This fraternization ended a week later with the arrival of Leon Trotsky, the Soviet foreign commissioner. Trotsky ordered an end to conviviality and mixed meals, and demanded that all negotiations be conducted at the table. The armistice was practically a German capitulation, as its terms put an end to any possibility of Germany continuing the war. Similar agreements had already been signed by Bulgaria, Turkey and Austria. However, the peace treaties that officially ended the First World War were not signed until 1919. Trotsky responded by calling for peace without concessions. He began to deliberately delay discussions, debated endlessly on minor points, threatened to end negotiations, and constantly demanded pauses. The Germans did not believe his tone, one general commented that Trotsky was ”negotiating” as if the Russians were winning the war instead of losing it. When the Germans presented another list of demands in January, Trotsky refused to sign and returned to Russia. On February 18, 1918, the Central Powers launched Operation Faustschlag, the last major offensive in the East during World War I. For 11 days, the Germans advanced more than 150 miles to Russia, Ukraine and the Baltic states. With the German army now less than 100 miles from Petrograd, the Bolsheviks moved the capital to Moscow, further southeast.
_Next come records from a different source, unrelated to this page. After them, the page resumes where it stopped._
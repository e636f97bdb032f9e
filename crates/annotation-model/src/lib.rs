//! Annotation data model
//!
//! Strokes, images, the per-document annotation state with undo/redo, and
//! the pure curve and erase geometry shared by the raster surface and the
//! PDF writer.

pub mod geometry;
pub mod history;
pub mod persisted;
pub mod state;
pub mod tool;
pub mod types;

pub use geometry::{
    distance_to_polyline, distance_to_segment, erase_along_path, hit_test_strokes,
    polyline_segments, pressure_width, quick_segments, smooth_segments, split_stroke, stroke_hit,
    SegmentShape, StrokeSegment, StrokeSplit, CATMULL_ROM_TENSION,
};
pub use history::{apply_annotation_action, AnnotationAction, AnnotationHistory};
pub use persisted::{ModelError, PersistedAnnotations, PERSISTED_SCHEMA_VERSION};
pub use state::{DocumentAnnotationState, PageImages, PageLayer, PageStrokes};
pub use tool::{EraserMode, GestureKind, Tool, ToolSettings};
pub use types::{
    normalize_pressure, ColorParseError, ImageAnnotation, ImageId, ImageMimeType, ImageUpdate,
    PageNumber, PagePoint, Point, Rgb, Stroke, StrokeId, StrokeTool, DEFAULT_PRESSURE,
};
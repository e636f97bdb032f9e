use crate::PageSize;
use lopdf::{Document, Object, ObjectId};

/// Depth limit when walking the page tree for inherited attributes
const MAX_TREE_DEPTH: usize = 32;

/// Page MediaBox in PDF user space (bottom-left origin)
#[derive(Debug, Clone, Copy, PartialEq)]
pub struct PageBox {
    pub x0: f32,
    pub y0: f32,
    pub width: f32,
    pub height: f32,
}

impl PageBox {
    /// US Letter, used when a page carries no readable MediaBox
    pub const LETTER: PageBox = PageBox { x0: 0.0, y0: 0.0, width: 612.0, height: 792.0 };

    pub fn size(&self) -> PageSize {
        PageSize { width_pt: self.width, height_pt: self.height }
    }
}

/// Follow a reference one level, returning the object itself otherwise
pub(crate) fn resolve<'a>(doc: &'a Document, object: &'a Object) -> &'a Object {
    match object {
        Object::Reference(id) => doc.get_object(*id).unwrap_or(object),
        _ => object,
    }
}

/// Look up a page attribute, walking up the page tree for inheritable keys
/// such as `MediaBox` and `Resources`.
pub(crate) fn inherited<'a>(
    doc: &'a Document,
    page_id: ObjectId,
    key: &[u8],
) -> Option<&'a Object> {
    let mut current = doc.get_dictionary(page_id).ok()?;
    for _ in 0..MAX_TREE_DEPTH {
        if let Ok(value) = current.get(key) {
            return Some(resolve(doc, value));
        }
        let parent = current.get(b"Parent").and_then(Object::as_reference).ok()?;
        current = doc.get_dictionary(parent).ok()?;
    }
    None
}

pub fn media_box(doc: &Document, page_id: ObjectId) -> PageBox {
    inherited(doc, page_id, b"MediaBox")
        .and_then(|object| object.as_array().ok())
        .and_then(|array| parse_box(doc, array))
        .unwrap_or(PageBox::LETTER)
}

fn parse_box(doc: &Document, array: &[Object]) -> Option<PageBox> {
    if array.len() != 4 {
        return None;
    }

    let mut values = [0.0f32; 4];
    for (slot, object) in values.iter_mut().zip(array) {
        *slot = resolve(doc, object).as_float().ok()?;
    }

    let [ax, ay, bx, by] = values;
    let width = (bx - ax).abs();
    let height = (by - ay).abs();
    if width <= 0.0 || height <= 0.0 {
        return None;
    }

    Some(PageBox { x0: ax.min(bx), y0: ay.min(by), width, height })
}
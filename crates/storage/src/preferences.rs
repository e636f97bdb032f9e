//! Per-tool style memory
//!
//! Each drawing tool keeps its own colour and size, so switching from a
//! thin black pen to a wide yellow highlighter and back restores both.

use annotation_model::{EraserMode, Rgb, Tool, ToolSettings};
use serde::{Deserialize, Serialize};
use std::collections::BTreeMap;

#[derive(Debug, Clone, Copy, PartialEq, Serialize, Deserialize)]
pub struct ToolStyle {
    pub color: Rgb,
    pub size: f32,
}

impl ToolStyle {
    /// Style a tool starts with before the user changes it
    pub fn initial(tool: Tool) -> Self {
        match tool {
            Tool::Highlighter => Self { color: Rgb::YELLOW, size: 12.0 },
            Tool::Eraser => Self { color: Rgb::BLACK, size: 10.0 },
            Tool::Select | Tool::Pen => {
                let defaults = ToolSettings::default();
                Self { color: defaults.color, size: defaults.size }
            }
        }
    }
}

#[derive(Debug, Clone, PartialEq, Serialize, Deserialize)]
#[serde(default)]
pub struct ToolPreferences {
    pub active: Tool,
    pub eraser_mode: EraserMode,
    styles: BTreeMap<Tool, ToolStyle>,
}

impl Default for ToolPreferences {
    fn default() -> Self {
        let defaults = ToolSettings::default();
        Self { active: defaults.tool, eraser_mode: defaults.eraser_mode, styles: BTreeMap::new() }
    }
}

impl ToolPreferences {
    pub fn style(&self, tool: Tool) -> ToolStyle {
        self.styles.get(&tool).copied().unwrap_or_else(|| ToolStyle::initial(tool))
    }

    /// Settings for the active tool
    pub fn settings(&self) -> ToolSettings {
        self.settings_for(self.active)
    }

    pub fn settings_for(&self, tool: Tool) -> ToolSettings {
        let style = self.style(tool);
        ToolSettings { tool, eraser_mode: self.eraser_mode, color: style.color, size: style.size }
    }

    /// Make `tool` active and return its remembered settings
    pub fn switch_to(&mut self, tool: Tool) -> ToolSettings {
        self.active = tool;
        self.settings()
    }

    /// Record what the host last applied to the surface.
    ///
    /// The style is stored under the settings' tool; selection has no style
    /// of its own.
    pub fn remember(&mut self, settings: &ToolSettings) {
        self.active = settings.tool;
        self.eraser_mode = settings.eraser_mode;
        if settings.tool != Tool::Select {
            let style = ToolStyle { color: settings.color, size: settings.effective_size() };
            self.styles.insert(settings.tool, style);
        }
    }
}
When Russian troops dropped their weapons and surrendered en masse, German General Max Hoffman noticed the ease of the campaign, saying it had ”the charm of novelty.” The districts of Erdehan, Kars and Batum were also immediately evacuated by Russian troops.

Russia will not interfere in the reorganization of the national and international relations of these districts, but will leave it to the population of these districts to carry out this reorganization in agreement with the neighboring states, especially with the Ottoman Empire. Lenin, however, believed he had an ace in the hole. Consumed by Marxist ideology, Lenin believed that Germany too would soon experience its own communist revolution. Once the emperor was overthrown and a German Bolshevik government in power in Berlin, he would make common cause with Petrograd, and the two nations would then work to spread communism throughout the world. Lenin believed that he only had to wait for the emperor. The Treaty of Brest-Litovsk lasted just over eight months. Germany terminated the treaty and broke on 5 September. Diplomatic relations with Soviet Russia were established in November. The Ottoman Empire broke the treaty after only two months by invading the newly created First Republic of Armenia in May 1918. During the armistice of 11 November 1918, which ended the First World War, one of the first conditions was the complete abolition of the Treaty of Brest-Litovsk. After the German capitulation, the Bolshevik legislature annulled the treaty on 13 November 1918.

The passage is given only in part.